Tidak hanya dibicarakan di Kota Buaya saja, namun polemik itu sudah
menjadi trending topic di berbagai wilayah Nusantara.
Begitu
banyak warga mengungkapkan kebanggaannya, sekaligus menyayangkan niatan
Ibu Risma untuk melepaskan gelar Wali Kota yang saat ini disandangnya.

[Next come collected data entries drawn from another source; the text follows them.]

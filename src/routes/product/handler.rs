use axum::{
    Extension,
    extract::{Form, Query, State},
    http::StatusCode,
    response::{IntoResponse, Response},
};
use serde::{Deserialize, Serialize};
use uuid::Uuid;

use crate::{
    AppState,
    utils::{
        Claims, UserRole, error_codes, error_to_api_response, success_to_api_response,
        validation_error_to_api_response,
    },
};

use super::model::{DeleteOutcome, Product, ProductForm, SortBy};

#[derive(Debug, Deserialize)]
pub struct ProductListQuery {
    pub page: Option<i64>,
    pub limit: Option<i64>,
    pub search: Option<String>,
    pub category_id: Option<String>,
    pub sort_by: Option<SortBy>,
}

#[derive(Debug, Deserialize)]
pub struct ProductIdQuery {
    pub product_id: Uuid,
}

#[derive(Debug, Deserialize)]
pub struct SellerQuery {
    pub seller_id: String,
}

#[derive(Debug, Serialize)]
pub struct DeleteProductResponse {
    pub already_deleted: bool,
}

fn permission_denied() -> Response {
    (
        StatusCode::FORBIDDEN,
        error_to_api_response::<()>(
            error_codes::PERMISSION_DENIED,
            "仅艺匠可管理产品".to_string(),
        ),
    )
        .into_response()
}

fn can_manage_products(role: UserRole) -> bool {
    matches!(role, UserRole::Artisan | UserRole::Admin)
}

#[axum::debug_handler]
pub async fn list_products(
    State(state): State<AppState>,
    Query(query): Query<ProductListQuery>,
) -> impl IntoResponse {
    let page = query.page.unwrap_or(1).max(1);
    let limit = query.limit.unwrap_or(12).clamp(1, 100);
    let sort = query.sort_by.unwrap_or_default();

    // 查询串里的空白检索词与无效分类ID一律当作未筛选
    let search = query
        .search
        .as_deref()
        .map(str::trim)
        .filter(|s| !s.is_empty());
    let category_id = query
        .category_id
        .as_deref()
        .and_then(|raw| Uuid::parse_str(raw.trim()).ok());

    match Product::find_all(&state.pool, page, limit, search, category_id, sort).await {
        Ok(result) => (StatusCode::OK, success_to_api_response(result)),
        Err(_) => (
            StatusCode::INTERNAL_SERVER_ERROR,
            error_to_api_response(error_codes::INTERNAL_ERROR, "获取产品列表失败".to_string()),
        ),
    }
}

#[axum::debug_handler]
pub async fn find_by_id(
    State(state): State<AppState>,
    Query(query): Query<ProductIdQuery>,
) -> impl IntoResponse {
    match Product::find_by_id(&state.pool, query.product_id).await {
        Ok(Some(product)) => (StatusCode::OK, success_to_api_response(product)),
        Ok(None) => (
            StatusCode::NOT_FOUND,
            error_to_api_response(error_codes::NOT_FOUND, "产品不存在".to_string()),
        ),
        Err(e) => {
            tracing::error!("Failed to fetch product {}: {}", query.product_id, e);
            (
                StatusCode::INTERNAL_SERVER_ERROR,
                error_to_api_response(error_codes::INTERNAL_ERROR, "获取产品失败".to_string()),
            )
        }
    }
}

#[axum::debug_handler]
pub async fn find_featured(State(state): State<AppState>) -> impl IntoResponse {
    match Product::find_featured(&state.pool).await {
        Ok(products) => (StatusCode::OK, success_to_api_response(products)),
        Err(e) => {
            tracing::error!("Failed to fetch featured products: {}", e);
            (
                StatusCode::INTERNAL_SERVER_ERROR,
                error_to_api_response(error_codes::INTERNAL_ERROR, "获取精选产品失败".to_string()),
            )
        }
    }
}

/// 指定卖家的产品列表，附带店铺名称（艺匠主页用）
#[axum::debug_handler]
pub async fn find_by_seller(
    State(state): State<AppState>,
    Query(query): Query<SellerQuery>,
) -> impl IntoResponse {
    match Product::find_by_seller_with_shop_info(&state.pool, &query.seller_id).await {
        Ok(products) => (StatusCode::OK, success_to_api_response(products)),
        Err(e) => {
            tracing::error!("Failed to fetch products of {}: {}", query.seller_id, e);
            (
                StatusCode::INTERNAL_SERVER_ERROR,
                error_to_api_response(error_codes::INTERNAL_ERROR, "获取产品失败".to_string()),
            )
        }
    }
}

/// 当前艺匠的自有产品列表（工作台用）
#[axum::debug_handler]
pub async fn my_products(
    State(state): State<AppState>,
    Extension(claims): Extension<Claims>,
) -> impl IntoResponse {
    match Product::find_by_seller(&state.pool, &claims.sub).await {
        Ok(products) => (StatusCode::OK, success_to_api_response(products)),
        Err(e) => {
            tracing::error!("Failed to fetch products of {}: {}", claims.sub, e);
            (
                StatusCode::INTERNAL_SERVER_ERROR,
                error_to_api_response(error_codes::INTERNAL_ERROR, "获取产品失败".to_string()),
            )
        }
    }
}

#[axum::debug_handler]
pub async fn seller_rating(
    State(state): State<AppState>,
    Query(query): Query<SellerQuery>,
) -> impl IntoResponse {
    match Product::seller_average_rating(&state.pool, &query.seller_id).await {
        Ok(rating) => (StatusCode::OK, success_to_api_response(rating)),
        Err(e) => {
            tracing::error!("Failed to fetch seller rating of {}: {}", query.seller_id, e);
            (
                StatusCode::INTERNAL_SERVER_ERROR,
                error_to_api_response(error_codes::INTERNAL_ERROR, "获取卖家评分失败".to_string()),
            )
        }
    }
}

#[axum::debug_handler]
pub async fn create_product(
    State(state): State<AppState>,
    Extension(claims): Extension<Claims>,
    Form(form): Form<ProductForm>,
) -> Response {
    if claims.role != UserRole::Artisan {
        return permission_denied();
    }

    let data = match form.parse(true) {
        Ok(data) => data,
        Err(errors) => {
            return (
                StatusCode::BAD_REQUEST,
                validation_error_to_api_response(errors),
            )
                .into_response();
        }
    };

    match Product::create(&state.pool, &claims.sub, data).await {
        Ok(product) => (StatusCode::CREATED, success_to_api_response(product)).into_response(),
        Err(e) => {
            tracing::error!("Failed to create product for {}: {}", claims.sub, e);
            (
                StatusCode::INTERNAL_SERVER_ERROR,
                error_to_api_response::<()>(error_codes::INTERNAL_ERROR, "创建产品失败".to_string()),
            )
                .into_response()
        }
    }
}

#[axum::debug_handler]
pub async fn update_product(
    State(state): State<AppState>,
    Extension(claims): Extension<Claims>,
    Query(query): Query<ProductIdQuery>,
    Form(form): Form<ProductForm>,
) -> Response {
    if !can_manage_products(claims.role) {
        return permission_denied();
    }

    // 卖家只能修改自己的产品，管理员除外
    let existing = match Product::find_by_id(&state.pool, query.product_id).await {
        Ok(Some(product)) => product,
        Ok(None) => {
            return (
                StatusCode::NOT_FOUND,
                error_to_api_response::<()>(error_codes::NOT_FOUND, "产品不存在".to_string()),
            )
                .into_response();
        }
        Err(e) => {
            tracing::error!("Failed to fetch product {}: {}", query.product_id, e);
            return (
                StatusCode::INTERNAL_SERVER_ERROR,
                error_to_api_response::<()>(error_codes::INTERNAL_ERROR, "获取产品失败".to_string()),
            )
                .into_response();
        }
    };

    if existing.seller_id != claims.sub && claims.role != UserRole::Admin {
        return permission_denied();
    }

    let data = match form.parse(false) {
        Ok(data) => data,
        Err(errors) => {
            return (
                StatusCode::BAD_REQUEST,
                validation_error_to_api_response(errors),
            )
                .into_response();
        }
    };

    match Product::update(&state.pool, query.product_id, data).await {
        Ok(product) => (StatusCode::OK, success_to_api_response(product)).into_response(),
        Err(e) => {
            tracing::error!("Failed to update product {}: {}", query.product_id, e);
            (
                StatusCode::INTERNAL_SERVER_ERROR,
                error_to_api_response::<()>(error_codes::INTERNAL_ERROR, "更新产品失败".to_string()),
            )
                .into_response()
        }
    }
}

#[axum::debug_handler]
pub async fn delete_product(
    State(state): State<AppState>,
    Extension(claims): Extension<Claims>,
    Query(query): Query<ProductIdQuery>,
) -> Response {
    if !can_manage_products(claims.role) {
        return permission_denied();
    }

    let existing = match Product::find_by_id(&state.pool, query.product_id).await {
        Ok(existing) => existing,
        Err(e) => {
            tracing::error!("Failed to fetch product {}: {}", query.product_id, e);
            return (
                StatusCode::INTERNAL_SERVER_ERROR,
                error_to_api_response::<()>(error_codes::INTERNAL_ERROR, "获取产品失败".to_string()),
            )
                .into_response();
        }
    };

    let Some(existing) = existing else {
        // 目标行已不存在，重复删除按成功处理
        return (
            StatusCode::OK,
            success_to_api_response(DeleteProductResponse {
                already_deleted: true,
            }),
        )
            .into_response();
    };

    if existing.seller_id != claims.sub && claims.role != UserRole::Admin {
        return permission_denied();
    }

    match Product::delete(&state.pool, query.product_id).await {
        Ok(outcome) => (
            StatusCode::OK,
            success_to_api_response(DeleteProductResponse {
                already_deleted: outcome == DeleteOutcome::AlreadyDeleted,
            }),
        )
            .into_response(),
        Err(e) => {
            tracing::error!("Failed to delete product {}: {}", query.product_id, e);
            (
                StatusCode::INTERNAL_SERVER_ERROR,
                error_to_api_response::<()>(error_codes::INTERNAL_ERROR, "删除产品失败".to_string()),
            )
                .into_response()
        }
    }
}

Karena animo masyarakat merasakan begitu banyak perubahan positif,
semenjak Surabaya berada dalam kepemimpinannya. Namun, di sisi lain
banyaknya pertimbangan dari kondisi yang terjadi, membuat Ibu Risma
gerah dan lelah sehingga niatan mundur pun menjadi salah satu sulusi
yang mungkin akan ditempuhnya.
Wanita
kelahiran Kediri, pada hari Senin, 20 November 1961 yang memiliki nama
lengkap Ir. Tri Rismaharini M.T, atau yang lebih akrab dengan panggilan
Risma ini memang layak dicungi jempol.
Beliau
memiliki impian untuk menjadikan Kota terbesar no.2 di Indonesia ini,
sebagai kota terbaik di dunia. Dan ini bukan omong kosong. Terbukti,
selama 3 tahun masa jabatan beliau sejak tahun 2010, dengan ‘gaya khas
blusukannya’, Ibu Risma mampu membawa begitu banyak perubahan di Kota
Surabaya. 51 penghargaan pun diterima Surabaya di bawah kepemimpinannya.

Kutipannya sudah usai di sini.